## ACTION ITEM
Using the entries below, write out the line with "pub fn new(file_path: &str)", the line with "aside. A record", and every line in between, exactly as each is written.

● ● ●

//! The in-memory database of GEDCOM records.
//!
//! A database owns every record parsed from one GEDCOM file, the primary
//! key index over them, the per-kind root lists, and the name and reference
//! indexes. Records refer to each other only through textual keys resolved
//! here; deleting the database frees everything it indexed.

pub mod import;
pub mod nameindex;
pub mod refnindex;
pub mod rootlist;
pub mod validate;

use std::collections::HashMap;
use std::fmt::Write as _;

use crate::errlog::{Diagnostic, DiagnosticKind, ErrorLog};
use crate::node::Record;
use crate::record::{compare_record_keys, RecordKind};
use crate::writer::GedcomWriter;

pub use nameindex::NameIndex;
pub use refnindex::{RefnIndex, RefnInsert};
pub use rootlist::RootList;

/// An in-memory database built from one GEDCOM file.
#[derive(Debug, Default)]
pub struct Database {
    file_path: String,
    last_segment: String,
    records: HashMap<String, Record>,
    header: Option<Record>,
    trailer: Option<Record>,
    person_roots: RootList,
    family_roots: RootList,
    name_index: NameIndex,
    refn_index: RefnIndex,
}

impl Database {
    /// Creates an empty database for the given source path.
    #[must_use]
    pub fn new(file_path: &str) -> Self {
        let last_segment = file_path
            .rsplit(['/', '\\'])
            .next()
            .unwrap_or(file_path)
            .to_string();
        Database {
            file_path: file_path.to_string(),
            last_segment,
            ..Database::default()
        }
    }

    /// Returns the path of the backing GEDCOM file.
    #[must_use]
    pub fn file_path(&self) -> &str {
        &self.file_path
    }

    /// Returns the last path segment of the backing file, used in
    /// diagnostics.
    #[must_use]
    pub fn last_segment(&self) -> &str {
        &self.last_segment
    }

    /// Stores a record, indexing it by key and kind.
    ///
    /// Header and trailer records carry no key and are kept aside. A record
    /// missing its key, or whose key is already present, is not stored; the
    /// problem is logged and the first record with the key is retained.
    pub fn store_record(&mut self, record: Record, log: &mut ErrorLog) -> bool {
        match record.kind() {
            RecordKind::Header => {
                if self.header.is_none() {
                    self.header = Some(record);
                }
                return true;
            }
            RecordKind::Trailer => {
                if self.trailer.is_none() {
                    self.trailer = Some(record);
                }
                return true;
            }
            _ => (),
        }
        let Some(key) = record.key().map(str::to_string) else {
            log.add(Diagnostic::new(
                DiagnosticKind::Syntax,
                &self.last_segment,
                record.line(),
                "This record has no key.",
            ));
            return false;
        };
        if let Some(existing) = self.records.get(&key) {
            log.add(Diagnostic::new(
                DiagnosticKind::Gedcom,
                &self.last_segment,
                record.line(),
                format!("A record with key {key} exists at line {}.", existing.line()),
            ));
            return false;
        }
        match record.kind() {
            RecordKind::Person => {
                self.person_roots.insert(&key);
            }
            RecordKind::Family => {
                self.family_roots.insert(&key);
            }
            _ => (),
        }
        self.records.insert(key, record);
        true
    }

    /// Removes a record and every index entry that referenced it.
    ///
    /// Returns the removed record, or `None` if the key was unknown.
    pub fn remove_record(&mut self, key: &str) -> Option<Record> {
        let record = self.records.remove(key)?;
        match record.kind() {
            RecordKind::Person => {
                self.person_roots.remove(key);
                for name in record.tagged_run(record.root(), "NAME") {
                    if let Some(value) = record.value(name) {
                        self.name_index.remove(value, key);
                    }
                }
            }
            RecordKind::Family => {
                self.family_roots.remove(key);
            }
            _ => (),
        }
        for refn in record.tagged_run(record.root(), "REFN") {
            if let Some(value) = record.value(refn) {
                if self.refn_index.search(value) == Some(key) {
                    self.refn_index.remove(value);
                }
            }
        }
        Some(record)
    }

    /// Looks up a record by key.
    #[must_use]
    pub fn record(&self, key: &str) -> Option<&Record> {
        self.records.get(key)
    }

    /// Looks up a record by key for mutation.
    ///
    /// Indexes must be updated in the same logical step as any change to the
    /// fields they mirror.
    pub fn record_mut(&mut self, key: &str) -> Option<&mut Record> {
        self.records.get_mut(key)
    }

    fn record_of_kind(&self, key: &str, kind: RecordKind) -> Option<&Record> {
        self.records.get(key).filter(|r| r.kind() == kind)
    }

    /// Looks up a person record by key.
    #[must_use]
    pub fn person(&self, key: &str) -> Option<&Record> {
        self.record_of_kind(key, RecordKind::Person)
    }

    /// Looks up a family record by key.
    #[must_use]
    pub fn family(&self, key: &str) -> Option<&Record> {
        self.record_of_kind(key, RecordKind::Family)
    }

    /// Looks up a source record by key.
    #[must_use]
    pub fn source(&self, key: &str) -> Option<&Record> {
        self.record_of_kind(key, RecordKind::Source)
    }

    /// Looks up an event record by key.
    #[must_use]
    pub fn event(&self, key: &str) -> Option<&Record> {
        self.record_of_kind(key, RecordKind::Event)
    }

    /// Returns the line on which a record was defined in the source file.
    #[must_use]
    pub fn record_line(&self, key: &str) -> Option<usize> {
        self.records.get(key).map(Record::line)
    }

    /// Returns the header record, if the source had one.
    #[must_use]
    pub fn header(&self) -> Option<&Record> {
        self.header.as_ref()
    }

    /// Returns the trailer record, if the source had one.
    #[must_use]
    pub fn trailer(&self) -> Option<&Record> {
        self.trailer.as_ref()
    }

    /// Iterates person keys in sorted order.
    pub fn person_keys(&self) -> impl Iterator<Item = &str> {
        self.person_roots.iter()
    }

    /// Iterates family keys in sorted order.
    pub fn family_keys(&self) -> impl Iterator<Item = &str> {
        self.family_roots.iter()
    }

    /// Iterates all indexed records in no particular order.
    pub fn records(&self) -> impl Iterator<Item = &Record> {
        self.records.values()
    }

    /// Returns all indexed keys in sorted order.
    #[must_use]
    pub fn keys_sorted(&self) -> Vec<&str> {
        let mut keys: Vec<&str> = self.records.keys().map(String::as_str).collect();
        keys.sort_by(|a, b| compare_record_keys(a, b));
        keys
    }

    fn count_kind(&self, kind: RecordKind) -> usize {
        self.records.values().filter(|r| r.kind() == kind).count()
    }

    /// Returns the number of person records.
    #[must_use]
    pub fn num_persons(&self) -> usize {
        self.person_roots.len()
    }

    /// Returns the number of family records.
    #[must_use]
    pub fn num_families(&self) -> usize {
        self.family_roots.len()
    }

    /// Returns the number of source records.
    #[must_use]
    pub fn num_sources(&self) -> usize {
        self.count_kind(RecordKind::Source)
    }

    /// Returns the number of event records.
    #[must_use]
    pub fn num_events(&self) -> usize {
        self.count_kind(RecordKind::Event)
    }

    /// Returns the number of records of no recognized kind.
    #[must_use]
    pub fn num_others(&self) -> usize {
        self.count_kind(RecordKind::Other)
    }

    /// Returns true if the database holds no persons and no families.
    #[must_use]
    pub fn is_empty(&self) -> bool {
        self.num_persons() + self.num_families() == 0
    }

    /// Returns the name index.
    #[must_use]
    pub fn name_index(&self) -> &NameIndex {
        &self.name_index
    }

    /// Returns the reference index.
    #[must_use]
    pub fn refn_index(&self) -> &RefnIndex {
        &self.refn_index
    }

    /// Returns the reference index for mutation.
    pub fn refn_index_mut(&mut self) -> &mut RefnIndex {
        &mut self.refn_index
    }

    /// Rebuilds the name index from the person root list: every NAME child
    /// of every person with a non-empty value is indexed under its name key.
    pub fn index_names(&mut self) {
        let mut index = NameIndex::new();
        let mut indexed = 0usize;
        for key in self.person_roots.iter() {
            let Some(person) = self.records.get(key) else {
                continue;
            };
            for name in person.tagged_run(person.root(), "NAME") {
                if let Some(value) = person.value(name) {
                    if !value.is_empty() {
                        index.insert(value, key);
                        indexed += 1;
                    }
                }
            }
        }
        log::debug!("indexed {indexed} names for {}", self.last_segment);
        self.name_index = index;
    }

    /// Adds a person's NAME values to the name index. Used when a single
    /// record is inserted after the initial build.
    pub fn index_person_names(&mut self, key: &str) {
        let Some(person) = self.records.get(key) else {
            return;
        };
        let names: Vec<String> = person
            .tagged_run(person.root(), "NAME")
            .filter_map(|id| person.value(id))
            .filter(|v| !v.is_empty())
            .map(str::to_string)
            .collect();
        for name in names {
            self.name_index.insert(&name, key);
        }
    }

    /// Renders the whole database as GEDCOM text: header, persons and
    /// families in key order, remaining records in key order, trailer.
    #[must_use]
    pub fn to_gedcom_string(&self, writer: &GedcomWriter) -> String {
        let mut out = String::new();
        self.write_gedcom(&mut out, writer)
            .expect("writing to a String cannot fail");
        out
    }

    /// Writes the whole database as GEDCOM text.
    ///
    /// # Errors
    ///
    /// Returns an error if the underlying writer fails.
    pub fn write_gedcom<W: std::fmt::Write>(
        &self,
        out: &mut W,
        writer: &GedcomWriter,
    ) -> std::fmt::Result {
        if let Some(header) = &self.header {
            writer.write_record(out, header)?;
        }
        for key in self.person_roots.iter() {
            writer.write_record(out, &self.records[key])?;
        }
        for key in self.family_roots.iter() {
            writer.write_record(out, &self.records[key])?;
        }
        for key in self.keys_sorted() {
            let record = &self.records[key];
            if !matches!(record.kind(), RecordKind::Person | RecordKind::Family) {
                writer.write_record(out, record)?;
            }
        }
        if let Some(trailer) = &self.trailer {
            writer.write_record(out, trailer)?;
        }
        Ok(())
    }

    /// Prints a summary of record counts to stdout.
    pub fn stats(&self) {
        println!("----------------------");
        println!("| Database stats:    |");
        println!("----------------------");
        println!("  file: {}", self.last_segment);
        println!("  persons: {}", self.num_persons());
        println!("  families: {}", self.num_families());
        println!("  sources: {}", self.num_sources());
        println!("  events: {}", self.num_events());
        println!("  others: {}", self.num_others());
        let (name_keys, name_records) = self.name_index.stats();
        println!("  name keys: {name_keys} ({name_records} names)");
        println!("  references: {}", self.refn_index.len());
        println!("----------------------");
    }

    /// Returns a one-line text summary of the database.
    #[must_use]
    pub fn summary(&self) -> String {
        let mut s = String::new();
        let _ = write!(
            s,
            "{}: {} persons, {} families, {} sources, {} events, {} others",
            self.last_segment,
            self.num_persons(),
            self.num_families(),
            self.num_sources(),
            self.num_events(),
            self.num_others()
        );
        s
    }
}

● ● ●

## EXERCISE OUTPUT
    pub fn new(file_path: &str) -> Self {
        let last_segment = file_path
            .rsplit(['/', '\\'])
            .next()
            .unwrap_or(file_path)
            .to_string();
        Database {
            file_path: file_path.to_string(),
            last_segment,
            ..Database::default()
        }
    }

    /// Returns the path of the backing GEDCOM file.
    #[must_use]
    pub fn file_path(&self) -> &str {
        &self.file_path
    }

    /// Returns the last path segment of the backing file, used in
    /// diagnostics.
    #[must_use]
    pub fn last_segment(&self) -> &str {
        &self.last_segment
    }

    /// Stores a record, indexing it by key and kind.
    ///
    /// Header and trailer records carry no key and are kept aside. A record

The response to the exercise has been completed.